Saved entries:
__________________________________________________

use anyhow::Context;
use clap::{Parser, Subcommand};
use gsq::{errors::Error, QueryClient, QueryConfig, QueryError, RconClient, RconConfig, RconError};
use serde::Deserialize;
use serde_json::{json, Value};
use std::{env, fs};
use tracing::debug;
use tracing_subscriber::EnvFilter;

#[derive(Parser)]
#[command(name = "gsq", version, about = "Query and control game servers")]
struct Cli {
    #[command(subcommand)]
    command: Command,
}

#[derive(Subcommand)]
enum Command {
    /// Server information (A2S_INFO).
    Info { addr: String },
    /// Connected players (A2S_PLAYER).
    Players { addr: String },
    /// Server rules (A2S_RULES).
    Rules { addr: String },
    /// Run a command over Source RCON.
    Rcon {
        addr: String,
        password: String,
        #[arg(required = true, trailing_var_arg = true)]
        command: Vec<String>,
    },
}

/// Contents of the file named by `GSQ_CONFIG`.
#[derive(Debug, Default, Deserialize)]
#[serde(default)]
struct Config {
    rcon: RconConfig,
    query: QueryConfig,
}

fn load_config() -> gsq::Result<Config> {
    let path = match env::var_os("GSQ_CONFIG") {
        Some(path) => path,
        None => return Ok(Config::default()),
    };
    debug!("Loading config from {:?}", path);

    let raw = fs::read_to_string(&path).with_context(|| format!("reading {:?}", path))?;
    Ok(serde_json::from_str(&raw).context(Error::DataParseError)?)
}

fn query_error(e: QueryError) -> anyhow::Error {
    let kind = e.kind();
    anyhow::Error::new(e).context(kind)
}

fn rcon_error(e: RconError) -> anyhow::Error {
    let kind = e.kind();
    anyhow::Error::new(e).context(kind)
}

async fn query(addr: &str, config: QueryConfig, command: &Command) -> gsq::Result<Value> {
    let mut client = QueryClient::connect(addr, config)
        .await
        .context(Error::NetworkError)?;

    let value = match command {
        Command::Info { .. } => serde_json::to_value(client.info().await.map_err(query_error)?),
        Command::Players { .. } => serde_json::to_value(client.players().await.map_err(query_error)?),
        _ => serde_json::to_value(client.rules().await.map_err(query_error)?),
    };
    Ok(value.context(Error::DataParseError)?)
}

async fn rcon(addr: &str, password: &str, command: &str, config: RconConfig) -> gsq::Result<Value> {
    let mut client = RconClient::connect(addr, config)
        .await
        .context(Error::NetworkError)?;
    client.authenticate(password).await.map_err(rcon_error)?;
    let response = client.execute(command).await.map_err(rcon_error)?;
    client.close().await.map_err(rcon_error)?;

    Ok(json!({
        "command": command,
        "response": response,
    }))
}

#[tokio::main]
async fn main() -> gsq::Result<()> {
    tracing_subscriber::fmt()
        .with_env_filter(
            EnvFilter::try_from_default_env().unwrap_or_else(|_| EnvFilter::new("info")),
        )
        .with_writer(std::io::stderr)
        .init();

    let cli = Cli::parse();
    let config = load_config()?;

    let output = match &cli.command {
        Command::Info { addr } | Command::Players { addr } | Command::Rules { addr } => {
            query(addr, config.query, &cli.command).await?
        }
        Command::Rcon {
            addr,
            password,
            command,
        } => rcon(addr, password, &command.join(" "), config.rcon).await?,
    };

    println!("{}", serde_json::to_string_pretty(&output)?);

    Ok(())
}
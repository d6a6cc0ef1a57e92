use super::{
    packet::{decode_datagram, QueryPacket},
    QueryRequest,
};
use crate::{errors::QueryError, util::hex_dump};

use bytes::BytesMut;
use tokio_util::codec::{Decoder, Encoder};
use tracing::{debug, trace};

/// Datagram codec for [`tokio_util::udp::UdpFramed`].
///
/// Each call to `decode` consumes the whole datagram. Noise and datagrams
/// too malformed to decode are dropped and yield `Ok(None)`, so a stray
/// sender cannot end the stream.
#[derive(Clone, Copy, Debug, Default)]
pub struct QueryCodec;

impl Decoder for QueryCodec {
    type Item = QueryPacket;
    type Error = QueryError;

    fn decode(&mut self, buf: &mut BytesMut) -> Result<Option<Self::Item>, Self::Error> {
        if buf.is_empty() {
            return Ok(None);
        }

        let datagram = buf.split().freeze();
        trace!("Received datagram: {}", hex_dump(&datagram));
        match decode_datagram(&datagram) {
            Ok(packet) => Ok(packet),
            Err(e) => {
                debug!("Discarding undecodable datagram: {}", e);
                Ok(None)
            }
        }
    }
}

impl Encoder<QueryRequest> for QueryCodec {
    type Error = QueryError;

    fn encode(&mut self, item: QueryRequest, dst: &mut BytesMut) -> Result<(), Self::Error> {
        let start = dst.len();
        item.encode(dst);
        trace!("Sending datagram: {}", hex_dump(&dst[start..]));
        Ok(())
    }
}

__________________________________________________

TASK TO CARRY OUT: Nothing in the data should be altered; please repeat it exactly.

TASK ANSWER:
use anyhow::Context;
use clap::{Parser, Subcommand};
use gsq::{errors::Error, QueryClient, QueryConfig, QueryError, RconClient, RconConfig, RconError};
use serde::Deserialize;
use serde_json::{json, Value};
use std::{env, fs};
use tracing::debug;
use tracing_subscriber::EnvFilter;

#[derive(Parser)]
#[command(name = "gsq", version, about = "Query and control game servers")]
struct Cli {
    #[command(subcommand)]
    command: Command,
}

#[derive(Subcommand)]
enum Command {
    /// Server information (A2S_INFO).
    Info { addr: String },
    /// Connected players (A2S_PLAYER).
    Players { addr: String },
    /// Server rules (A2S_RULES).
    Rules { addr: String },
    /// Run a command over Source RCON.
    Rcon {
        addr: String,
        password: String,
        #[arg(required = true, trailing_var_arg = true)]
        command: Vec<String>,
    },
}

/// Contents of the file named by `GSQ_CONFIG`.
#[derive(Debug, Default, Deserialize)]
#[serde(default)]
struct Config {
    rcon: RconConfig,
    query: QueryConfig,
}

fn load_config() -> gsq::Result<Config> {
    let path = match env::var_os("GSQ_CONFIG") {
        Some(path) => path,
        None => return Ok(Config::default()),
    };
    debug!("Loading config from {:?}", path);

    let raw = fs::read_to_string(&path).with_context(|| format!("reading {:?}", path))?;
    Ok(serde_json::from_str(&raw).context(Error::DataParseError)?)
}

fn query_error(e: QueryError) -> anyhow::Error {
    let kind = e.kind();
    anyhow::Error::new(e).context(kind)
}

fn rcon_error(e: RconError) -> anyhow::Error {
    let kind = e.kind();
    anyhow::Error::new(e).context(kind)
}

async fn query(addr: &str, config: QueryConfig, command: &Command) -> gsq::Result<Value> {
    let mut client = QueryClient::connect(addr, config)
        .await
        .context(Error::NetworkError)?;

    let value = match command {
        Command::Info { .. } => serde_json::to_value(client.info().await.map_err(query_error)?),
        Command::Players { .. } => serde_json::to_value(client.players().await.map_err(query_error)?),
        _ => serde_json::to_value(client.rules().await.map_err(query_error)?),
    };
    Ok(value.context(Error::DataParseError)?)
}

async fn rcon(addr: &str, password: &str, command: &str, config: RconConfig) -> gsq::Result<Value> {
    let mut client = RconClient::connect(addr, config)
        .await
        .context(Error::NetworkError)?;
    client.authenticate(password).await.map_err(rcon_error)?;
    let response = client.execute(command).await.map_err(rcon_error)?;
    client.close().await.map_err(rcon_error)?;

    Ok(json!({
        "command": command,
        "response": response,
    }))
}

#[tokio::main]
async fn main() -> gsq::Result<()> {
    tracing_subscriber::fmt()
        .with_env_filter(
            EnvFilter::try_from_default_env().unwrap_or_else(|_| EnvFilter::new("info")),
        )
        .with_writer(std::io::stderr)
        .init();

    let cli = Cli::parse();
    let config = load_config()?;

    let output = match &cli.command {
        Command::Info { addr } | Command::Players { addr } | Command::Rules { addr } => {
            query(addr, config.query, &cli.command).await?
        }
        Command::Rcon {
            addr,
            password,
            command,
        } => rcon(addr, password, &command.join(" "), config.rcon).await?,
    };

    println!("{}", serde_json::to_string_pretty(&output)?);

    Ok(())
}
repository d6a6cc0ef1a57e92
use super::{
    packet::{decode_datagram, QueryPacket},
    QueryRequest,
};
use crate::{errors::QueryError, util::hex_dump};

use bytes::BytesMut;
use tokio_util::codec::{Decoder, Encoder};
use tracing::{debug, trace};

/// Datagram codec for [`tokio_util::udp::UdpFramed`].
///
/// Each call to `decode` consumes the whole datagram. Noise and datagrams
/// too malformed to decode are dropped and yield `Ok(None)`, so a stray
/// sender cannot end the stream.
#[derive(Clone, Copy, Debug, Default)]
pub struct QueryCodec;

impl Decoder for QueryCodec {
    type Item = QueryPacket;
    type Error = QueryError;

    fn decode(&mut self, buf: &mut BytesMut) -> Result<Option<Self::Item>, Self::Error> {
        if buf.is_empty() {
            return Ok(None);
        }

        let datagram = buf.split().freeze();
        trace!("Received datagram: {}", hex_dump(&datagram));
        match decode_datagram(&datagram) {
            Ok(packet) => Ok(packet),
            Err(e) => {
                debug!("Discarding undecodable datagram: {}", e);
                Ok(None)
            }
        }
    }
}

impl Encoder<QueryRequest> for QueryCodec {
    type Error = QueryError;

    fn encode(&mut self, item: QueryRequest, dst: &mut BytesMut) -> Result<(), Self::Error> {
        let start = dst.len();
        item.encode(dst);
        trace!("Sending datagram: {}", hex_dump(&dst[start..]));
        Ok(())
    }
}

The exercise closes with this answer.